** Opening Available data block **
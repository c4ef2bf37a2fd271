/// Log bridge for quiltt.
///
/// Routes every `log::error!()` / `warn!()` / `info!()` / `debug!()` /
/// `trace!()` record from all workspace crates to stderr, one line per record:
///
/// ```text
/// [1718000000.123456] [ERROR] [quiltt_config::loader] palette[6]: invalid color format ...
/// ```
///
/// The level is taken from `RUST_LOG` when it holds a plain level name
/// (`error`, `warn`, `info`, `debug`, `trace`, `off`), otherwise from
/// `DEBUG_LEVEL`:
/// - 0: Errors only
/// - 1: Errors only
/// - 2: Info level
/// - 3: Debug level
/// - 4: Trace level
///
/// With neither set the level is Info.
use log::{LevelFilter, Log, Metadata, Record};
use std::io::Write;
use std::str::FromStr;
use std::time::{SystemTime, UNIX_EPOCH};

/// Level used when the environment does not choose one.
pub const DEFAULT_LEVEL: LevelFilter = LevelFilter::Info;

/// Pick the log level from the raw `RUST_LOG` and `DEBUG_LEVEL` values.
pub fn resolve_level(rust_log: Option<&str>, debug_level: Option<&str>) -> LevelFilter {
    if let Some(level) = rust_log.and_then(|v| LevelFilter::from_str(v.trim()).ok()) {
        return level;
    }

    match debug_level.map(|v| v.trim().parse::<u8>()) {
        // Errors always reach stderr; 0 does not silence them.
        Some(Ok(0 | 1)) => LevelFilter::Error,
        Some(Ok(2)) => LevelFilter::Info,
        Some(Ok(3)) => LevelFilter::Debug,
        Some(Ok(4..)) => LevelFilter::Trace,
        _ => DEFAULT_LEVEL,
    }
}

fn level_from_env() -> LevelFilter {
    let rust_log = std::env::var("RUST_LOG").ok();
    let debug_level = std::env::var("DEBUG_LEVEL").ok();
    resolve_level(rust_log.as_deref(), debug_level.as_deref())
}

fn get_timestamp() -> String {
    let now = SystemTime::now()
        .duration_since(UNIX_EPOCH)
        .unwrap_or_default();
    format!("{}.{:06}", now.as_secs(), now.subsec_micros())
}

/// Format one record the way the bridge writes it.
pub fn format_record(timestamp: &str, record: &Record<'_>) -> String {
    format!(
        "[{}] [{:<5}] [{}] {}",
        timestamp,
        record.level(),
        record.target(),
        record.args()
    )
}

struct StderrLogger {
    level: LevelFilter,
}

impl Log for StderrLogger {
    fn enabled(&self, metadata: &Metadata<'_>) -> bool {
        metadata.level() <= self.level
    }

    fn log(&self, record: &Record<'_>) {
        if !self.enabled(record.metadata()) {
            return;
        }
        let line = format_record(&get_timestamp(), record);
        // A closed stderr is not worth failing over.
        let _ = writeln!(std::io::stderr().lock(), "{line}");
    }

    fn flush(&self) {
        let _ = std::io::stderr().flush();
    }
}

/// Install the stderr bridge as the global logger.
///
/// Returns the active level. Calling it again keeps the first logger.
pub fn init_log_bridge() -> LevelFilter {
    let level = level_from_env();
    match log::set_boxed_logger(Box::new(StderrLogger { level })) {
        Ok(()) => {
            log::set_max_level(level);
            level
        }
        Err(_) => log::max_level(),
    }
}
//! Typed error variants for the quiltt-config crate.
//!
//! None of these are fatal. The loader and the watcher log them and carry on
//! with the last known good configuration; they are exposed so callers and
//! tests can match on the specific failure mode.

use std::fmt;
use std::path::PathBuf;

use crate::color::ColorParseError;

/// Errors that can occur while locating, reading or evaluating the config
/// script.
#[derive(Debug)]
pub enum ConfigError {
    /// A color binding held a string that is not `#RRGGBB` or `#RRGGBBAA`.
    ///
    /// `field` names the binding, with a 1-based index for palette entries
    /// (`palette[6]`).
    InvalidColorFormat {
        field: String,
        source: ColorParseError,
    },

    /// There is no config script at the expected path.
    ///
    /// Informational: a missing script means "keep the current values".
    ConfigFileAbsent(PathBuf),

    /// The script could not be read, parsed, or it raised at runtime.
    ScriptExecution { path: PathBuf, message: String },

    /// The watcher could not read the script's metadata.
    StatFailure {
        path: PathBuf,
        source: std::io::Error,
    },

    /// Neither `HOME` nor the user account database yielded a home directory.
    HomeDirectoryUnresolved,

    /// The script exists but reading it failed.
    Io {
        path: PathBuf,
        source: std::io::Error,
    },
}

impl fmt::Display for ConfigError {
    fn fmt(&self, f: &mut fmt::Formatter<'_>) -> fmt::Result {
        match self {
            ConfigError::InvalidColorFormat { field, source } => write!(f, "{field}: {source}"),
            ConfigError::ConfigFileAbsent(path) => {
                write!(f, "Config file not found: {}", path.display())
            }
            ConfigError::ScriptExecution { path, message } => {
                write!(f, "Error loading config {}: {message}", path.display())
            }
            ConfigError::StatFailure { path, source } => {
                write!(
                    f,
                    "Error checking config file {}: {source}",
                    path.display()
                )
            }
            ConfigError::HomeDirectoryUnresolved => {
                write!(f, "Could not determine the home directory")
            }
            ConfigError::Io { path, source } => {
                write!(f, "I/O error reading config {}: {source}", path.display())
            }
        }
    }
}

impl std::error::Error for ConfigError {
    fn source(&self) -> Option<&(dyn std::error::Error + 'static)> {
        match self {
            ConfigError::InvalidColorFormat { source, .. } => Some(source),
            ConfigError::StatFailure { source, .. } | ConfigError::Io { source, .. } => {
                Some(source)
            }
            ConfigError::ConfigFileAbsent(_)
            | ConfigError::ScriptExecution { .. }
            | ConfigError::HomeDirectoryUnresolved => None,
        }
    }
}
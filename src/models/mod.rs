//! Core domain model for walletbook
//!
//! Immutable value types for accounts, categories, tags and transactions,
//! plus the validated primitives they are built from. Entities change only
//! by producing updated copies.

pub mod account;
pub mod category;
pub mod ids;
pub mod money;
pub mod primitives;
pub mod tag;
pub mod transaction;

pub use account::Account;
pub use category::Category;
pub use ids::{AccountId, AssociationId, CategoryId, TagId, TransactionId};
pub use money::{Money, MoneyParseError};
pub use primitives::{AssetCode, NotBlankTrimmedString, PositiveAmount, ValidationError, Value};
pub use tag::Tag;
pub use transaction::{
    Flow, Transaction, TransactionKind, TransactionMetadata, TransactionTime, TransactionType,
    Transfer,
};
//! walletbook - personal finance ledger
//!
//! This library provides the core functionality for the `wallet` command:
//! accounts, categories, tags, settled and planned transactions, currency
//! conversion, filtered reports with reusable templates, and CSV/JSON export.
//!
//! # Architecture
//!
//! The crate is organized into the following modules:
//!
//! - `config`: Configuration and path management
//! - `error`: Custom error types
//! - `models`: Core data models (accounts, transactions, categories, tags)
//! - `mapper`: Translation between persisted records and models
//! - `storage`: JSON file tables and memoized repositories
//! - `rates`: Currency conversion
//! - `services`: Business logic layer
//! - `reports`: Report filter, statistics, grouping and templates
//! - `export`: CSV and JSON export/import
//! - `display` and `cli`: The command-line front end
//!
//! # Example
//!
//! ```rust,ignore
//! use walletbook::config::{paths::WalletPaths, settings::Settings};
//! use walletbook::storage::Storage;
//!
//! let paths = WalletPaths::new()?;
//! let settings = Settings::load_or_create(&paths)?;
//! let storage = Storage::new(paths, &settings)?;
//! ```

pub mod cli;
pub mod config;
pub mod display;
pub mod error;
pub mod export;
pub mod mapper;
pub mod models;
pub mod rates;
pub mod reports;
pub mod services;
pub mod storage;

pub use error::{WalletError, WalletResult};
** Closing Available data block **
- Problem -
Please repeat the listing above in full and exactly.

- Written reply -
repository c4ef2bf37a2fd271
/// Log bridge for quiltt.
///
/// Routes every `log::error!()` / `warn!()` / `info!()` / `debug!()` /
/// `trace!()` record from all workspace crates to stderr, one line per record:
///
/// ```text
/// [1718000000.123456] [ERROR] [quiltt_config::loader] palette[6]: invalid color format ...
/// ```
///
/// The level is taken from `RUST_LOG` when it holds a plain level name
/// (`error`, `warn`, `info`, `debug`, `trace`, `off`), otherwise from
/// `DEBUG_LEVEL`:
/// - 0: Errors only
/// - 1: Errors only
/// - 2: Info level
/// - 3: Debug level
/// - 4: Trace level
///
/// With neither set the level is Info.
use log::{LevelFilter, Log, Metadata, Record};
use std::io::Write;
use std::str::FromStr;
use std::time::{SystemTime, UNIX_EPOCH};

/// Level used when the environment does not choose one.
pub const DEFAULT_LEVEL: LevelFilter = LevelFilter::Info;

/// Pick the log level from the raw `RUST_LOG` and `DEBUG_LEVEL` values.
pub fn resolve_level(rust_log: Option<&str>, debug_level: Option<&str>) -> LevelFilter {
    if let Some(level) = rust_log.and_then(|v| LevelFilter::from_str(v.trim()).ok()) {
        return level;
    }

    match debug_level.map(|v| v.trim().parse::<u8>()) {
        // Errors always reach stderr; 0 does not silence them.
        Some(Ok(0 | 1)) => LevelFilter::Error,
        Some(Ok(2)) => LevelFilter::Info,
        Some(Ok(3)) => LevelFilter::Debug,
        Some(Ok(4..)) => LevelFilter::Trace,
        _ => DEFAULT_LEVEL,
    }
}

fn level_from_env() -> LevelFilter {
    let rust_log = std::env::var("RUST_LOG").ok();
    let debug_level = std::env::var("DEBUG_LEVEL").ok();
    resolve_level(rust_log.as_deref(), debug_level.as_deref())
}

fn get_timestamp() -> String {
    let now = SystemTime::now()
        .duration_since(UNIX_EPOCH)
        .unwrap_or_default();
    format!("{}.{:06}", now.as_secs(), now.subsec_micros())
}

/// Format one record the way the bridge writes it.
pub fn format_record(timestamp: &str, record: &Record<'_>) -> String {
    format!(
        "[{}] [{:<5}] [{}] {}",
        timestamp,
        record.level(),
        record.target(),
        record.args()
    )
}

struct StderrLogger {
    level: LevelFilter,
}

impl Log for StderrLogger {
    fn enabled(&self, metadata: &Metadata<'_>) -> bool {
        metadata.level() <= self.level
    }

    fn log(&self, record: &Record<'_>) {
        if !self.enabled(record.metadata()) {
            return;
        }
        let line = format_record(&get_timestamp(), record);
        // A closed stderr is not worth failing over.
        let _ = writeln!(std::io::stderr().lock(), "{line}");
    }

    fn flush(&self) {
        let _ = std::io::stderr().flush();
    }
}

/// Install the stderr bridge as the global logger.
///
/// Returns the active level. Calling it again keeps the first logger.
pub fn init_log_bridge() -> LevelFilter {
    let level = level_from_env();
    match log::set_boxed_logger(Box::new(StderrLogger { level })) {
        Ok(()) => {
            log::set_max_level(level);
            level
        }
        Err(_) => log::max_level(),
    }
}
//! Typed error variants for the quiltt-config crate.
//!
//! None of these are fatal. The loader and the watcher log them and carry on
//! with the last known good configuration; they are exposed so callers and
//! tests can match on the specific failure mode.

use std::fmt;
use std::path::PathBuf;

use crate::color::ColorParseError;

/// Errors that can occur while locating, reading or evaluating the config
/// script.
#[derive(Debug)]
pub enum ConfigError {
    /// A color binding held a string that is not `#RRGGBB` or `#RRGGBBAA`.
    ///
    /// `field` names the binding, with a 1-based index for palette entries
    /// (`palette[6]`).
    InvalidColorFormat {
        field: String,
        source: ColorParseError,
    },

    /// There is no config script at the expected path.
    ///
    /// Informational: a missing script means "keep the current values".
    ConfigFileAbsent(PathBuf),

    /// The script could not be read, parsed, or it raised at runtime.
    ScriptExecution { path: PathBuf, message: String },

    /// The watcher could not read the script's metadata.
    StatFailure {
        path: PathBuf,
        source: std::io::Error,
    },

    /// Neither `HOME` nor the user account database yielded a home directory.
    HomeDirectoryUnresolved,

    /// The script exists but reading it failed.
    Io {
        path: PathBuf,
        source: std::io::Error,
    },
}

impl fmt::Display for ConfigError {
    fn fmt(&self, f: &mut fmt::Formatter<'_>) -> fmt::Result {
        match self {
            ConfigError::InvalidColorFormat { field, source } => write!(f, "{field}: {source}"),
            ConfigError::ConfigFileAbsent(path) => {
                write!(f, "Config file not found: {}", path.display())
            }
            ConfigError::ScriptExecution { path, message } => {
                write!(f, "Error loading config {}: {message}", path.display())
            }
            ConfigError::StatFailure { path, source } => {
                write!(
                    f,
                    "Error checking config file {}: {source}",
                    path.display()
                )
            }
            ConfigError::HomeDirectoryUnresolved => {
                write!(f, "Could not determine the home directory")
            }
            ConfigError::Io { path, source } => {
                write!(f, "I/O error reading config {}: {source}", path.display())
            }
        }
    }
}

impl std::error::Error for ConfigError {
    fn source(&self) -> Option<&(dyn std::error::Error + 'static)> {
        match self {
            ConfigError::InvalidColorFormat { source, .. } => Some(source),
            ConfigError::StatFailure { source, .. } | ConfigError::Io { source, .. } => {
                Some(source)
            }
            ConfigError::ConfigFileAbsent(_)
            | ConfigError::ScriptExecution { .. }
            | ConfigError::HomeDirectoryUnresolved => None,
        }
    }
}
filename src/models/mod.rs
//! Core domain model for walletbook
//!
//! Immutable value types for accounts, categories, tags and transactions,
//! plus the validated primitives they are built from. Entities change only
//! by producing updated copies.

pub mod account;
pub mod category;
pub mod ids;
pub mod money;
pub mod primitives;
pub mod tag;
pub mod transaction;

pub use account::Account;
pub use category::Category;
pub use ids::{AccountId, AssociationId, CategoryId, TagId, TransactionId};
pub use money::{Money, MoneyParseError};
pub use primitives::{AssetCode, NotBlankTrimmedString, PositiveAmount, ValidationError, Value};
pub use tag::Tag;
pub use transaction::{
    Flow, Transaction, TransactionKind, TransactionMetadata, TransactionTime, TransactionType,
    Transfer,
};
//! walletbook - personal finance ledger
//!
//! This library provides the core functionality for the `wallet` command:
//! accounts, categories, tags, settled and planned transactions, currency
//! conversion, filtered reports with reusable templates, and CSV/JSON export.
//!
//! # Architecture
//!
//! The crate is organized into the following modules:
//!
//! - `config`: Configuration and path management
//! - `error`: Custom error types
//! - `models`: Core data models (accounts, transactions, categories, tags)
//! - `mapper`: Translation between persisted records and models
//! - `storage`: JSON file tables and memoized repositories
//! - `rates`: Currency conversion
//! - `services`: Business logic layer
//! - `reports`: Report filter, statistics, grouping and templates
//! - `export`: CSV and JSON export/import
//! - `display` and `cli`: The command-line front end
//!
//! # Example
//!
//! ```rust,ignore
//! use walletbook::config::{paths::WalletPaths, settings::Settings};
//! use walletbook::storage::Storage;
//!
//! let paths = WalletPaths::new()?;
//! let settings = Settings::load_or_create(&paths)?;
//! let storage = Storage::new(paths, &settings)?;
//! ```

pub mod cli;
pub mod config;
pub mod display;
pub mod error;
pub mod export;
pub mod mapper;
pub mod models;
pub mod rates;
pub mod reports;
pub mod services;
pub mod storage;

pub use error::{WalletError, WalletResult};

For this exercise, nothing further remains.